▸ YOUR ASSIGNMENT: Where the records hold the string "DocumentStore", show the whole line it sits on.

#### INPUT ####

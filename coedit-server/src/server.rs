//! WebSocket server: accepts connections on `/ws/{roomID}` and wires each
//! one to the hub.
//!
//! ```text
//! TCP accept ── upgrade (/ws/{room}) ── register with Hub ── RoomHandle
//!                                                 │
//!                    ┌────────────────────────────┴─────────┐
//!                    ▼                                      ▼
//!              read_loop (inbound)                  write_loop (outbound)
//!        frames ─► Room streams              client queues ─► socket + pings
//! ```
//!
//! A connection lives until either task ends: the inbound one on peer
//! close, read error, read deadline or room gone; the outbound one on a
//! failed or stalled write, or when the room evicts the client. The hub is
//! then told to unregister it, which closes the outbound queues and lets a
//! still running writer flush and send a close frame.

use std::collections::HashMap;
use std::net::SocketAddr;
use std::sync::Arc;
use std::time::Duration;

use futures_util::StreamExt;
use tokio::net::{TcpListener, TcpStream};
use tokio::sync::RwLock;
use tokio_tungstenite::tungstenite::handshake::server::{ErrorResponse, Request, Response};
use tokio_tungstenite::tungstenite::http::StatusCode;

use crate::client::{self, ClientHandle, ClientId, ConnectionState, Keepalive};
use crate::hub::{Hub, HubHandle, HubStopped};
use crate::room::RoomOptions;
use crate::storage::{is_valid_room_id, DocumentStore, FileStore, MemoryStore, StoreConfig, StoreError};

/// Path prefix of the collaboration endpoint.
pub const ROOM_PATH_PREFIX: &str = "/ws/";

/// Server configuration.
#[derive(Debug, Clone)]
pub struct ServerConfig {
    /// Address to bind to
    pub bind_addr: String,
    /// Capacity of each per-client outbound queue
    pub client_queue_capacity: usize,
    /// Capacity of each room inbound stream
    pub room_queue_capacity: usize,
    /// Keepalive ping period
    pub ping_interval: Duration,
    /// Read deadline extension after an ordinary frame
    pub idle_timeout: Duration,
    /// Read deadline extension after a keepalive response
    pub keepalive_timeout: Duration,
    /// Longest a single outbound frame may take to reach the socket
    pub write_timeout: Duration,
    /// Relay a `leave` frame to the remaining members on departure
    pub announce_departures: bool,
    /// Document directory (None = in-memory only)
    pub storage: Option<StoreConfig>,
}

impl Default for ServerConfig {
    fn default() -> Self {
        Self {
            bind_addr: "0.0.0.0:8080".to_string(),
            client_queue_capacity: 256,
            room_queue_capacity: 256,
            ping_interval: Duration::from_secs(54),
            idle_timeout: Duration::from_secs(60),
            keepalive_timeout: Duration::from_secs(360),
            write_timeout: Duration::from_secs(10),
            announce_departures: false,
            storage: Some(StoreConfig::default()),
        }
    }
}

impl ServerConfig {
    /// Defaults overridden by `PORT` and `COEDIT_DOCUMENTS_DIR`.
    pub fn from_env() -> Self {
        Self::from_vars(|key| std::env::var(key).ok())
    }

    fn from_vars(var: impl Fn(&str) -> Option<String>) -> Self {
        let mut config = Self::default();
        if let Some(port) = var("PORT").filter(|p| !p.is_empty()) {
            config.bind_addr = format!("0.0.0.0:{port}");
        }
        if let Some(dir) = var("COEDIT_DOCUMENTS_DIR").filter(|d| !d.is_empty()) {
            config.storage = Some(StoreConfig {
                path: dir.into(),
                ..StoreConfig::default()
            });
        }
        config
    }

    /// In-memory server on an ephemeral local port.
    pub fn for_testing() -> Self {
        Self {
            bind_addr: "127.0.0.1:0".to_string(),
            storage: None,
            ..Self::default()
        }
    }

    pub fn keepalive(&self) -> Keepalive {
        Keepalive {
            ping_interval: self.ping_interval,
            idle_timeout: self.idle_timeout,
            keepalive_timeout: self.keepalive_timeout,
            write_timeout: self.write_timeout,
        }
    }

    /// Reject settings the server cannot run with.
    pub fn validate(&self) -> Result<(), ServerError> {
        if self.client_queue_capacity == 0 {
            return Err(ServerError::InvalidConfig("client_queue_capacity must be at least 1"));
        }
        if self.room_queue_capacity == 0 {
            return Err(ServerError::InvalidConfig("room_queue_capacity must be at least 1"));
        }
        if self.ping_interval.is_zero() {
            return Err(ServerError::InvalidConfig("ping_interval must be non-zero"));
        }
        Ok(())
    }

    pub fn room_options(&self) -> RoomOptions {
        RoomOptions {
            queue_capacity: self.room_queue_capacity,
            announce_departures: self.announce_departures,
        }
    }
}

/// Server statistics.
#[derive(Debug, Clone, Default)]
pub struct ServerStats {
    pub total_connections: u64,
    pub active_connections: u64,
    /// Text frames read from clients
    pub frames_received: u64,
    /// Frames dropped as malformed or unsupported
    pub frames_discarded: u64,
    /// Lifecycle state of every open connection, by client identity
    pub connections: HashMap<String, ConnectionState>,
}

impl ServerStats {
    /// Number of open connections currently in `state`.
    pub fn connections_in(&self, state: ConnectionState) -> usize {
        self.connections.values().filter(|s| **s == state).count()
    }
}

/// Server errors.
#[derive(Debug, thiserror::Error)]
pub enum ServerError {
    #[error("I/O error: {0}")]
    Io(#[from] std::io::Error),

    #[error("Storage error: {0}")]
    Store(#[from] StoreError),

    #[error("WebSocket error: {0}")]
    WebSocket(#[from] tokio_tungstenite::tungstenite::Error),

    #[error(transparent)]
    Hub(#[from] HubStopped),

    #[error("Invalid configuration: {0}")]
    InvalidConfig(&'static str),
}

/// The collaboration server.
pub struct SyncServer {
    config: ServerConfig,
    listener: TcpListener,
    hub: HubHandle,
    stats: Arc<RwLock<ServerStats>>,
}

impl SyncServer {
    /// Open the document store, start the hub, and bind the listener.
    pub async fn bind(config: ServerConfig) -> Result<Self, ServerError> {
        config.validate()?;
        let store: Arc<dyn DocumentStore> = match &config.storage {
            Some(store_config) => Arc::new(FileStore::open(store_config.clone())?),
            None => {
                log::info!("No document directory configured, documents are kept in memory");
                Arc::new(MemoryStore::new())
            }
        };
        let hub = Hub::new(store, config.room_options()).spawn();
        let listener = TcpListener::bind(&config.bind_addr).await?;
        log::info!("Collaboration server listening on {}", listener.local_addr()?);

        Ok(Self {
            config,
            listener,
            hub,
            stats: Arc::new(RwLock::new(ServerStats::default())),
        })
    }

    pub fn local_addr(&self) -> Result<SocketAddr, ServerError> {
        Ok(self.listener.local_addr()?)
    }

    pub fn config(&self) -> &ServerConfig {
        &self.config
    }

    pub fn hub(&self) -> &HubHandle {
        &self.hub
    }

    /// Shared statistics handle, readable while the server runs.
    pub fn stats_handle(&self) -> Arc<RwLock<ServerStats>> {
        Arc::clone(&self.stats)
    }

    /// Get a snapshot of the server statistics.
    pub async fn stats(&self) -> ServerStats {
        self.stats.read().await.clone()
    }

    /// Accept connections until the listener fails.
    pub async fn run(self) -> Result<(), ServerError> {
        loop {
            let (stream, addr) = self.listener.accept().await?;
            log::debug!("New TCP connection from {addr}");

            let hub = self.hub.clone();
            let stats = Arc::clone(&self.stats);
            let config = self.config.clone();
            tokio::spawn(async move {
                if let Err(e) = handle_connection(stream, addr, hub, stats, config).await {
                    log::warn!("Connection error from {addr}: {e}");
                }
            });
        }
    }
}

/// Room identifier named by an upgrade path, if it is a valid one.
pub fn room_from_path(path: &str) -> Option<&str> {
    path.strip_prefix(ROOM_PATH_PREFIX)
        .filter(|room_id| is_valid_room_id(room_id))
}

async fn handle_connection(
    stream: TcpStream,
    addr: SocketAddr,
    hub: HubHandle,
    stats: Arc<RwLock<ServerStats>>,
    config: ServerConfig,
) -> Result<(), ServerError> {
    let mut room_id = None;
    let ws_stream = tokio_tungstenite::accept_hdr_async(stream, |req: &Request, resp: Response| {
        match room_from_path(req.uri().path()) {
            Some(id) => {
                room_id = Some(id.to_string());
                Ok(resp)
            }
            None => {
                let mut refusal = ErrorResponse::new(Some("unknown room path".to_string()));
                *refusal.status_mut() = StatusCode::NOT_FOUND;
                Err(refusal)
            }
        }
    })
    .await?;
    let Some(room_id) = room_id else {
        return Ok(());
    };

    let id = ClientId::generate();
    log::info!("WebSocket connection from {addr} as {id} for room {room_id}");
    {
        let mut s = stats.write().await;
        s.total_connections += 1;
        s.active_connections += 1;
    }
    transition(&stats, &id, ConnectionState::Connecting).await;

    let keepalive = config.keepalive();
    let (client, queues) = ClientHandle::new(id.clone(), room_id, config.client_queue_capacity);
    let room = match hub.register(client.clone()).await {
        Ok(room) => room,
        Err(e) => {
            transition(&stats, &id, ConnectionState::Closed).await;
            stats.write().await.active_connections -= 1;
            return Err(e.into());
        }
    };
    transition(&stats, &id, ConnectionState::Registered).await;

    let (writer, reader) = ws_stream.split();
    let writer = Arc::new(tokio::sync::Mutex::new(writer));
    let mut outbound = tokio::spawn(client::write_loop(writer, queues, id.clone(), keepalive));

    transition(&stats, &id, ConnectionState::Active).await;
    // Whichever side ends first ends the connection.
    let writer_done = tokio::select! {
        _ = client::read_loop(reader, &client, &room, keepalive, &stats) => false,
        _ = &mut outbound => {
            log::info!("Outbound side of {id} ended, closing connection");
            true
        }
    };

    transition(&stats, &id, ConnectionState::Closing).await;
    let unregistered = hub.unregister(client.clone()).await;
    if unregistered.is_err() {
        // The hub is gone; close the queues so the writer still finishes.
        client.close();
    }
    if !writer_done && tokio::time::timeout(keepalive.write_timeout, &mut outbound).await.is_err() {
        log::warn!("Outbound side of {id} did not finish, aborting it");
        outbound.abort();
    }

    transition(&stats, &id, ConnectionState::Closed).await;
    stats.write().await.active_connections -= 1;
    log::info!("Client {id} disconnected from room {}", client.room_id());
    unregistered.map_err(ServerError::from)
}

/// Record a connection's lifecycle step. `Closed` connections are forgotten.
async fn transition(stats: &RwLock<ServerStats>, id: &ClientId, state: ConnectionState) {
    log::debug!("Client {id} {state:?}");
    let mut s = stats.write().await;
    if state == ConnectionState::Closed {
        s.connections.remove(id.as_str());
    } else {
        s.connections.insert(id.to_string(), state);
    }
}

####

▸ RESULT OF THE EXERCISE:
use crate::storage::{is_valid_room_id, DocumentStore, FileStore, MemoryStore, StoreConfig, StoreError};
        let store: Arc<dyn DocumentStore> = match &config.storage {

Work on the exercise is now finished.